И я сказал себе: как случилось, что и талант мой подобен ныне вот этим развалинам? Отчего до времени поблекла для меня природа, прежде столь прекрасная? Отчего нет во мне более той силы творчества, той пленительной легкости, той девственности чувств, что внушали мне мои первые творения? Теперь кисть моя холодна, полотна мои безжизненны, а душа угасает в страданиях. Если и осенит меня порой какой-нибудь значительный, какой-нибудь прекрасный замысел, я уже тщетно пытаюсь удержать и воплотить его. Кровь моя кипит, и я скоро сам перестаю узнавать его в тех причудливых сочетаниях красок, в тех исполинских образах, что возникают предо мной; а иногда я не в силах больше переносить бремя своих чувств, и замысел мой бледнеет, словно обесцвечиваясь под моей кистью, — быть может, потому, что слишком отчетливо запечатлен в моей памяти образ Элали и я уже не могу думать ни о чем ином.
Размышляя об этом, я подошел к старому монастырскому кладбищу; какая-то женщина рисовала здесь, сидя на могильной плите. Она подняла мне навстречу глаза; взгляд их встретился с моими, и, внезапно ослепленный, словно светящийся метеор промчался предо мной, я упал на колени. Тогда Элали — то была она — приблизилась ко мне, взяла дрожавшую мою руку и стала говорить слова утешения.
Когда несколько мгновений спустя я пришел в себя и стал понимать смысл происходящего, когда я подумал о том, сколько душевных мук сулит мне это надгробное свидание, уготованное нам мрачным жребием, и какими новыми страданиями истерзает мое сердце предстоящий разговор, я мысленно пожелал, чтобы бездна разверзлась под нашими ногами и поглотила нас обоих. «Это вы? И здесь?» — вымолвил я наконец. «Да, здесь, — отвечала она, — мне хотелось побыть там, где все напоминает вас, где все дышит воспоминаниями о моем былом счастье, и пусть сама мысль об этом ныне преступна… Преступна! — повторила она с отчаянием. — Да сжалится над нами небо!» Но голос, произнесший эти слова, и вздох, сопровождавший их, и взгляд ее принадлежали уже не мне…

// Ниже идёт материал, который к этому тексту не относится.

// Copyright (C) 2025 SyncMyOrders Sp. z o.o.
// SPDX-License-Identifier: AGPL-3.0-or-later
//! Transport adapter between the dispatcher and its workers.
//!
//! The dispatcher talks to workers through the [`Transport`] trait: spawn a
//! worker, send it requests, consume one shared inbound stream of replies,
//! and terminate workers on shutdown. [`ChannelTransport`] is the in-process
//! implementation: each worker runs on a dedicated OS thread with its own
//! single-threaded tokio runtime, so CPU-heavy work in a worker never stalls
//! the caller's runtime, and channels carry the value-only envelopes in both
//! directions.

use std::collections::HashMap;
use std::sync::Arc;
use std::thread;
use std::time::Duration;

use async_trait::async_trait;
use thiserror::Error;
use tokio::sync::{mpsc, oneshot, Mutex};
use tokio_util::sync::CancellationToken;
use tracing::{debug, error, info, warn};

use crate::envelope::{Reply, Request, WorkerId};

/// Default time allowed for a spawned worker to report online.
pub const DEFAULT_SPAWN_TIMEOUT: Duration = Duration::from_secs(10);

/// Errors raised by the transport layer.
#[derive(Debug, Error)]
pub enum TransportError {
    #[error("worker {0} is not running")]
    WorkerGone(WorkerId),

    #[error("worker {0} failed to start: {1}")]
    SpawnFailed(WorkerId, String),
}

/// Cheap-to-clone handle for sending requests to one worker.
#[derive(Debug, Clone)]
pub struct WorkerHandle {
    worker_id: WorkerId,
    tx: mpsc::UnboundedSender<Request>,
}

impl WorkerHandle {
    /// Assemble a handle from its parts. Intended for [`Transport`]
    /// implementations.
    pub fn new(worker_id: WorkerId, tx: mpsc::UnboundedSender<Request>) -> Self {
        Self { worker_id, tx }
    }

    /// The stable id of the worker behind this handle.
    pub fn worker_id(&self) -> WorkerId {
        self.worker_id
    }

    /// Queue a request into the worker's receive loop.
    pub fn send(&self, request: Request) -> Result<(), TransportError> {
        self.tx
            .send(request)
            .map_err(|_| TransportError::WorkerGone(self.worker_id))
    }
}

/// Everything a worker body receives from the transport on startup.
pub struct WorkerContext {
    /// Stable id assigned by the dispatcher.
    pub worker_id: WorkerId,
    /// Inbound requests, processed one at a time.
    pub requests: mpsc::UnboundedReceiver<Request>,
    /// Shared sink for replies back to the dispatcher.
    pub replies: mpsc::UnboundedSender<Reply>,
    /// Fired once the worker is able to process messages.
    pub ready: oneshot::Sender<()>,
    /// Cancelled when the dispatcher terminates this worker.
    pub shutdown: CancellationToken,
}

/// The code that runs for the lifetime of one worker thread.
///
/// The body owns the thread: it is expected to build whatever runtime it
/// needs, signal `ready`, and block until the request channel closes or the
/// shutdown token fires.
pub type WorkerBody = dyn Fn(WorkerContext) + Send + Sync;

/// Abstract transport the dispatcher is written against.
#[async_trait]
pub trait Transport: Send + Sync {
    /// Spawn a worker and wait for its online report.
    async fn spawn(&self, worker_id: WorkerId) -> Result<WorkerHandle, TransportError>;

    /// Send a request to a spawned worker.
    fn send(&self, worker: &WorkerHandle, request: Request) -> Result<(), TransportError> {
        worker.send(request)
    }

    /// Take the single inbound reply stream. Returns `None` after the first
    /// call.
    async fn take_inbound(&self) -> Option<mpsc::UnboundedReceiver<Reply>>;

    /// Terminate one worker and wait for its thread to exit.
    async fn terminate(&self, worker_id: WorkerId);

    /// Terminate every worker this transport has spawned.
    async fn terminate_all(&self);
}

struct WorkerThread {
    tx: mpsc::UnboundedSender<Request>,
    stop: CancellationToken,
    join: thread::JoinHandle<()>,
}

/// In-process transport: one OS thread per worker.
pub struct ChannelTransport {
    body: Arc<WorkerBody>,
    reply_tx: mpsc::UnboundedSender<Reply>,
    inbound: Mutex<Option<mpsc::UnboundedReceiver<Reply>>>,
    threads: Mutex<HashMap<WorkerId, WorkerThread>>,
    spawn_timeout: Duration,
}

impl ChannelTransport {
    /// Create a transport that runs `body` on every spawned worker thread.
    pub fn new(body: impl Fn(WorkerContext) + Send + Sync + 'static) -> Self {
        let (reply_tx, reply_rx) = mpsc::unbounded_channel();
        Self {
            body: Arc::new(body),
            reply_tx,
            inbound: Mutex::new(Some(reply_rx)),
            threads: Mutex::new(HashMap::new()),
            spawn_timeout: DEFAULT_SPAWN_TIMEOUT,
        }
    }

    /// Override how long `spawn` waits for the online report.
    pub fn with_spawn_timeout(mut self, timeout: Duration) -> Self {
        self.spawn_timeout = timeout;
        self
    }

    async fn join_thread(worker_id: WorkerId, entry: WorkerThread) {
        let WorkerThread { tx, stop, join } = entry;
        stop.cancel();
        drop(tx);

        let joined = tokio::task::spawn_blocking(move || join.join()).await;
        match joined {
            Ok(Ok(())) => debug!(worker_id, "Worker thread exited"),
            Ok(Err(_)) => error!(worker_id, "Worker thread panicked"),
            Err(e) => warn!(worker_id, error = %e, "Failed to join worker thread"),
        }
    }
}

#[async_trait]
impl Transport for ChannelTransport {
    async fn spawn(&self, worker_id: WorkerId) -> Result<WorkerHandle, TransportError> {
        let (req_tx, req_rx) = mpsc::unbounded_channel();
        let (ready_tx, ready_rx) = oneshot::channel();
        let stop = CancellationToken::new();

        let context = WorkerContext {
            worker_id,
            requests: req_rx,
            replies: self.reply_tx.clone(),
            ready: ready_tx,
            shutdown: stop.clone(),
        };

        let body = self.body.clone();
        let join = thread::Builder::new()
            .name(format!("sluice-worker-{worker_id}"))
            .spawn(move || body(context))
            .map_err(|e| TransportError::SpawnFailed(worker_id, e.to_string()))?;

        match tokio::time::timeout(self.spawn_timeout, ready_rx).await {
            Ok(Ok(())) => {}
            Ok(Err(_)) => {
                return Err(TransportError::SpawnFailed(
                    worker_id,
                    "worker exited before reporting online".to_string(),
                ));
            }
            Err(_) => {
                stop.cancel();
                return Err(TransportError::SpawnFailed(
                    worker_id,
                    "timed out waiting for online report".to_string(),
                ));
            }
        }

        let mut threads = self.threads.lock().await;
        if let Some(previous) = threads.insert(
            worker_id,
            WorkerThread {
                tx: req_tx.clone(),
                stop,
                join,
            },
        ) {
            warn!(worker_id, "Replacing a previously spawned worker");
            Self::join_thread(worker_id, previous).await;
        }
        drop(threads);

        info!(worker_id, "Worker online");
        Ok(WorkerHandle {
            worker_id,
            tx: req_tx,
        })
    }

    async fn take_inbound(&self) -> Option<mpsc::UnboundedReceiver<Reply>> {
        self.inbound.lock().await.take()
    }

    async fn terminate(&self, worker_id: WorkerId) {
        let entry = self.threads.lock().await.remove(&worker_id);
        if let Some(entry) = entry {
            Self::join_thread(worker_id, entry).await;
        }
    }

    async fn terminate_all(&self) {
        let entries: Vec<(WorkerId, WorkerThread)> =
            self.threads.lock().await.drain().collect();
        for (worker_id, entry) in entries {
            Self::join_thread(worker_id, entry).await;
        }
    }
}

#[cfg(test)]
mod tests {
    use super::*;
    use crate::envelope::WireError;
    use serde_json::json;
    use uuid::Uuid;

    /// Worker body that echoes task args back as the reply data.
    fn echo_body(context: WorkerContext) {
        let WorkerContext {
            worker_id,
            mut requests,
            replies,
            ready,
            shutdown,
        } = context;

        let runtime = tokio::runtime::Builder::new_current_thread()
            .enable_all()
            .build()
            .unwrap();

        runtime.block_on(async move {
            if ready.send(()).is_err() {
                return;
            }
            loop {
                tokio::select! {
                    biased;

                    _ = shutdown.cancelled() => break,

                    message = requests.recv() => match message {
                        Some(Request::Task { request_id, args, .. }) => {
                            let _ = replies.send(Reply::ok(request_id, worker_id, args));
                        }
                        Some(other) => {
                            let _ = replies.send(Reply::err(
                                other.request_id(),
                                worker_id,
                                WireError::new("unsupported", "unknown"),
                            ));
                        }
                        None => break,
                    },
                }
            }
        });
    }

    #[tokio::test]
    async fn test_spawn_send_reply_terminate() {
        let transport = ChannelTransport::new(echo_body);
        let mut inbound = transport.take_inbound().await.unwrap();

        let worker = transport.spawn(0).await.unwrap();
        assert_eq!(worker.worker_id(), 0);

        let request_id = Uuid::new_v4();
        worker
            .send(Request::Task {
                request_id,
                task: "echo".to_string(),
                args: json!({ "n": 1 }),
            })
            .unwrap();

        let reply = inbound.recv().await.unwrap();
        assert_eq!(reply.request_id, request_id);
        assert_eq!(reply.worker_id, 0);
        assert!(reply.is_ok());

        transport.terminate(0).await;
    }

    #[tokio::test]
    async fn test_inbound_taken_once() {
        let transport = ChannelTransport::new(echo_body);
        assert!(transport.take_inbound().await.is_some());
        assert!(transport.take_inbound().await.is_none());
    }

    #[tokio::test]
    async fn test_send_after_terminate_fails() {
        let transport = ChannelTransport::new(echo_body);
        let _inbound = transport.take_inbound().await.unwrap();

        let worker = transport.spawn(7).await.unwrap();
        transport.terminate(7).await;

        let err = worker
            .send(Request::Task {
                request_id: Uuid::new_v4(),
                task: "echo".to_string(),
                args: json!(null),
            })
            .unwrap_err();
        assert!(matches!(err, TransportError::WorkerGone(7)));
    }

    #[tokio::test]
    async fn test_spawn_failure_when_body_never_reports() {
        // A body that exits immediately without firing `ready`.
        let transport = ChannelTransport::new(|_context: WorkerContext| {});
        let err = transport.spawn(1).await.unwrap_err();
        assert!(matches!(err, TransportError::SpawnFailed(1, _)));
    }

    #[tokio::test]
    async fn test_terminate_all() {
        let transport = ChannelTransport::new(echo_body);
        let _inbound = transport.take_inbound().await.unwrap();

        for id in 0..3 {
            transport.spawn(id).await.unwrap();
        }
        transport.terminate_all().await;
        assert!(transport.threads.lock().await.is_empty());
    }

    #[test]
    fn test_transport_error_display() {
        assert_eq!(
            TransportError::WorkerGone(4).to_string(),
            "worker 4 is not running"
        );
        assert_eq!(
            TransportError::SpawnFailed(2, "boom".to_string()).to_string(),
            "worker 2 failed to start: boom"
        );
    }
}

И все же я сел рядом с ней и предался скорби и сожалениям; я осыпал проклятиями судьбу, я проклинал Элали; я напомнил ей роковой день, когда я стал изгнанником, еще более роковой час нашего расставания, я напомнил ей ее клятвы, скрепленные столькими лобзаниями, столькими слезами, — эти клятвы, которые она нарушила! И я снова горько заплакал; рыдания душили меня, мешая мне продолжать.
«Да будет на все божья воля, — сказала Элали, — но он не допустит, чтобы вы произнесли мне приговор, не выслушав меня! Знаете ли вы, сколько я выстрадала? Разве вы были со мной, когда я искала на земле следы ваших ног и мои затуманенные слезами глаза не различали уже дороги, по которой вы ушли? Разве вы были со мной в те долгие бессонные ночи, когда я, стеная, думала о вас? И, наконец, разве вы видели меня в тот день… о, почему не умерла я тогда? Ведь я думала, я так надеялась, что умру, — я не знала еще, что слабое сердце женщины способно вынести столько горя… О, скажите, видели ли вы меня, мертвую от отчаяния, в тот день, когда я услышала о вашей смерти?»